◆ What the task requires: Output each record in full, exactly as it stands.

◆ Dataset records:

use std::fmt;

use crate::error::{Error, Result};

/// A distinct memory domain tagged on every allocation and deep-copy event.
#[derive(Debug, Clone, Copy, PartialEq, Eq, PartialOrd, Ord, Hash)]
pub enum Space {
    Host,
    Cuda,
    Hip,
    Sycl,
    OpenMpTarget,
}

pub const NSPACES: usize = 5;

impl Space {
    /// Report order.
    pub const ALL: [Space; NSPACES] = [
        Space::Host,
        Space::Cuda,
        Space::Hip,
        Space::Sycl,
        Space::OpenMpTarget,
    ];

    /// Classify a space handle by its name prefix.
    ///
    /// The set of valid prefixes is closed and guaranteed by the host
    /// runtime: `C` is CUDA, `S` is SYCL, `O` is OpenMPTarget, and `H` is
    /// HIP when followed by `I`, host memory otherwise. Anything else is a
    /// broken contract, not a recoverable condition.
    pub fn from_handle(name: &str) -> Result<Space> {
        let mut chars = name.chars();
        match chars.next() {
            Some('C') => Ok(Space::Cuda),
            Some('S') => Ok(Space::Sycl),
            Some('O') => Ok(Space::OpenMpTarget),
            Some('H') => match chars.next() {
                Some('I') => Ok(Space::Hip),
                _ => Ok(Space::Host),
            },
            _ => Err(Error::UnknownSpace(name.to_string())),
        }
    }

    pub fn name(self) -> &'static str {
        match self {
            Space::Host => "HOST",
            Space::Cuda => "CUDA",
            Space::Hip => "HIP",
            Space::Sycl => "SYCL",
            Space::OpenMpTarget => "OpenMPTarget",
        }
    }

    pub fn index(self) -> usize {
        self as usize
    }
}

impl fmt::Display for Space {
    fn fmt(&self, f: &mut fmt::Formatter<'_>) -> fmt::Result {
        f.write_str(self.name())
    }
}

◆ Reply to the task:
use std::fmt;

use crate::error::{Error, Result};

/// A distinct memory domain tagged on every allocation and deep-copy event.
#[derive(Debug, Clone, Copy, PartialEq, Eq, PartialOrd, Ord, Hash)]
pub enum Space {
    Host,
    Cuda,
    Hip,
    Sycl,
    OpenMpTarget,
}

pub const NSPACES: usize = 5;

impl Space {
    /// Report order.
    pub const ALL: [Space; NSPACES] = [
        Space::Host,
        Space::Cuda,
        Space::Hip,
        Space::Sycl,
        Space::OpenMpTarget,
    ];

    /// Classify a space handle by its name prefix.
    ///
    /// The set of valid prefixes is closed and guaranteed by the host
    /// runtime: `C` is CUDA, `S` is SYCL, `O` is OpenMPTarget, and `H` is
    /// HIP when followed by `I`, host memory otherwise. Anything else is a
    /// broken contract, not a recoverable condition.
    pub fn from_handle(name: &str) -> Result<Space> {
        let mut chars = name.chars();
        match chars.next() {
            Some('C') => Ok(Space::Cuda),
            Some('S') => Ok(Space::Sycl),
            Some('O') => Ok(Space::OpenMpTarget),
            Some('H') => match chars.next() {
                Some('I') => Ok(Space::Hip),
                _ => Ok(Space::Host),
            },
            _ => Err(Error::UnknownSpace(name.to_string())),
        }
    }

    pub fn name(self) -> &'static str {
        match self {
            Space::Host => "HOST",
            Space::Cuda => "CUDA",
            Space::Hip => "HIP",
            Space::Sycl => "SYCL",
            Space::OpenMpTarget => "OpenMPTarget",
        }
    }

    pub fn index(self) -> usize {
        self as usize
    }
}

impl fmt::Display for Space {
    fn fmt(&self, f: &mut fmt::Formatter<'_>) -> fmt::Result {
        f.write_str(self.name())
    }
}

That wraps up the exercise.